### [Work request]
Repeat the whole listing, keeping each line as it is.
--- --- ---
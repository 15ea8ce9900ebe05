//! Versioned schema of the local store.
//!
//! The applied schema version lives in `PRAGMA user_version`. Migrations
//! only ever add tables and indexes, so upgrading an existing database keeps
//! every stored record.

use sqlx::SqlitePool;

/// One step of schema evolution.
pub struct Migration {
    pub version: u32,
    pub description: &'static str,
    pub statements: &'static [&'static str],
}

/// All migrations, in the order they are applied.
pub const MIGRATIONS: &[Migration] = &[
    Migration {
        version: 1,
        description: "fault records",
        statements: &[
            r#"
            CREATE TABLE IF NOT EXISTS fault_records (
                id TEXT PRIMARY KEY NOT NULL,
                payload TEXT NOT NULL,
                content_checksum TEXT NOT NULL,
                brand TEXT,
                model TEXT,
                category TEXT,
                severity TEXT,
                code TEXT,
                updated_at TEXT NOT NULL
            )
            "#,
            "CREATE INDEX IF NOT EXISTS idx_fault_records_brand ON fault_records(brand)",
            "CREATE INDEX IF NOT EXISTS idx_fault_records_model ON fault_records(model)",
            "CREATE INDEX IF NOT EXISTS idx_fault_records_category ON fault_records(category)",
            "CREATE INDEX IF NOT EXISTS idx_fault_records_severity ON fault_records(severity)",
        ],
    },
    Migration {
        version: 2,
        description: "sync support",
        statements: &[
            r#"
            CREATE TABLE IF NOT EXISTS settings (
                key TEXT PRIMARY KEY NOT NULL,
                value TEXT NOT NULL
            )
            "#,
            r#"
            CREATE TABLE IF NOT EXISTS dataset_versions (
                version TEXT PRIMARY KEY NOT NULL,
                record_count INTEGER NOT NULL DEFAULT 0,
                checksum TEXT NOT NULL,
                released_at TEXT NOT NULL,
                is_current INTEGER NOT NULL DEFAULT 0,
                changelog TEXT NOT NULL DEFAULT '[]'
            )
            "#,
            "CREATE INDEX IF NOT EXISTS idx_dataset_versions_released_at ON dataset_versions(released_at)",
            "CREATE INDEX IF NOT EXISTS idx_dataset_versions_is_current ON dataset_versions(is_current)",
        ],
    },
    Migration {
        version: 3,
        description: "fault code index",
        statements: &["CREATE INDEX IF NOT EXISTS idx_fault_records_code ON fault_records(code)"],
    },
];

/// Latest schema version this build knows about.
pub fn latest_version() -> u32 {
    MIGRATIONS.last().map(|m| m.version).unwrap_or(0)
}

/// Read the schema version of an open database.
pub async fn current_version(pool: &SqlitePool) -> Result<u32, sqlx::Error> {
    let version: i64 = sqlx::query_scalar("PRAGMA user_version")
        .fetch_one(pool)
        .await?;
    Ok(version as u32)
}

/// Apply every migration newer than the database's schema version.
///
/// Each migration runs in its own transaction together with the
/// `user_version` bump, so a failed upgrade leaves the previous schema
/// intact. Migrations are applied up to `target`.
pub async fn migrate_to(pool: &SqlitePool, target: u32) -> Result<u32, sqlx::Error> {
    let start = current_version(pool).await?;
    let mut version = start;

    for migration in MIGRATIONS
        .iter()
        .filter(|m| m.version > start && m.version <= target)
    {
        tracing::info!(
            from = version,
            to = migration.version,
            description = migration.description,
            "Applying local store migration"
        );

        let mut tx = pool.begin().await?;
        for statement in migration.statements {
            sqlx::query(statement).execute(&mut *tx).await?;
        }
        let bump = format!("PRAGMA user_version = {}", migration.version);
        sqlx::query(&bump).execute(&mut *tx).await?;
        tx.commit().await?;

        version = migration.version;
    }

    Ok(version)
}

#[cfg(test)]
mod tests {
    use super::*;

    #[test]
    fn migrations_are_strictly_increasing() {
        let versions: Vec<u32> = MIGRATIONS.iter().map(|m| m.version).collect();
        assert!(versions.windows(2).all(|w| w[0] < w[1]));
        assert_eq!(versions.first(), Some(&1));
        assert_eq!(latest_version(), 3);
    }

    #[test]
    fn migrations_are_additive() {
        for migration in MIGRATIONS {
            for statement in migration.statements {
                let upper = statement.to_uppercase();
                assert!(!upper.contains("DROP "), "v{} drops", migration.version);
                assert!(upper.contains("IF NOT EXISTS"), "v{} not idempotent", migration.version);
            }
        }
    }
}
--- --- ---
### [Solution to the problem]
repository 15ea8ce9900ebe05
//! Versioned schema of the local store.
//!
//! The applied schema version lives in `PRAGMA user_version`. Migrations
//! only ever add tables and indexes, so upgrading an existing database keeps
//! every stored record.

use sqlx::SqlitePool;

/// One step of schema evolution.
pub struct Migration {
    pub version: u32,
    pub description: &'static str,
    pub statements: &'static [&'static str],
}

/// All migrations, in the order they are applied.
pub const MIGRATIONS: &[Migration] = &[
    Migration {
        version: 1,
        description: "fault records",
        statements: &[
            r#"
            CREATE TABLE IF NOT EXISTS fault_records (
                id TEXT PRIMARY KEY NOT NULL,
                payload TEXT NOT NULL,
                content_checksum TEXT NOT NULL,
                brand TEXT,
                model TEXT,
                category TEXT,
                severity TEXT,
                code TEXT,
                updated_at TEXT NOT NULL
            )
            "#,
            "CREATE INDEX IF NOT EXISTS idx_fault_records_brand ON fault_records(brand)",
            "CREATE INDEX IF NOT EXISTS idx_fault_records_model ON fault_records(model)",
            "CREATE INDEX IF NOT EXISTS idx_fault_records_category ON fault_records(category)",
            "CREATE INDEX IF NOT EXISTS idx_fault_records_severity ON fault_records(severity)",
        ],
    },
    Migration {
        version: 2,
        description: "sync support",
        statements: &[
            r#"
            CREATE TABLE IF NOT EXISTS settings (
                key TEXT PRIMARY KEY NOT NULL,
                value TEXT NOT NULL
            )
            "#,
            r#"
            CREATE TABLE IF NOT EXISTS dataset_versions (
                version TEXT PRIMARY KEY NOT NULL,
                record_count INTEGER NOT NULL DEFAULT 0,
                checksum TEXT NOT NULL,
                released_at TEXT NOT NULL,
                is_current INTEGER NOT NULL DEFAULT 0,
                changelog TEXT NOT NULL DEFAULT '[]'
            )
            "#,
            "CREATE INDEX IF NOT EXISTS idx_dataset_versions_released_at ON dataset_versions(released_at)",
            "CREATE INDEX IF NOT EXISTS idx_dataset_versions_is_current ON dataset_versions(is_current)",
        ],
    },
    Migration {
        version: 3,
        description: "fault code index",
        statements: &["CREATE INDEX IF NOT EXISTS idx_fault_records_code ON fault_records(code)"],
    },
];

/// Latest schema version this build knows about.
pub fn latest_version() -> u32 {
    MIGRATIONS.last().map(|m| m.version).unwrap_or(0)
}

/// Read the schema version of an open database.
pub async fn current_version(pool: &SqlitePool) -> Result<u32, sqlx::Error> {
    let version: i64 = sqlx::query_scalar("PRAGMA user_version")
        .fetch_one(pool)
        .await?;
    Ok(version as u32)
}

/// Apply every migration newer than the database's schema version.
///
/// Each migration runs in its own transaction together with the
/// `user_version` bump, so a failed upgrade leaves the previous schema
/// intact. Migrations are applied up to `target`.
pub async fn migrate_to(pool: &SqlitePool, target: u32) -> Result<u32, sqlx::Error> {
    let start = current_version(pool).await?;
    let mut version = start;

    for migration in MIGRATIONS
        .iter()
        .filter(|m| m.version > start && m.version <= target)
    {
        tracing::info!(
            from = version,
            to = migration.version,
            description = migration.description,
            "Applying local store migration"
        );

        let mut tx = pool.begin().await?;
        for statement in migration.statements {
            sqlx::query(statement).execute(&mut *tx).await?;
        }
        let bump = format!("PRAGMA user_version = {}", migration.version);
        sqlx::query(&bump).execute(&mut *tx).await?;
        tx.commit().await?;

        version = migration.version;
    }

    Ok(version)
}

#[cfg(test)]
mod tests {
    use super::*;

    #[test]
    fn migrations_are_strictly_increasing() {
        let versions: Vec<u32> = MIGRATIONS.iter().map(|m| m.version).collect();
        assert!(versions.windows(2).all(|w| w[0] < w[1]));
        assert_eq!(versions.first(), Some(&1));
        assert_eq!(latest_version(), 3);
    }

    #[test]
    fn migrations_are_additive() {
        for migration in MIGRATIONS {
            for statement in migration.statements {
                let upper = statement.to_uppercase();
                assert!(!upper.contains("DROP "), "v{} drops", migration.version);
                assert!(upper.contains("IF NOT EXISTS"), "v{} not idempotent", migration.version);
            }
        }
    }
}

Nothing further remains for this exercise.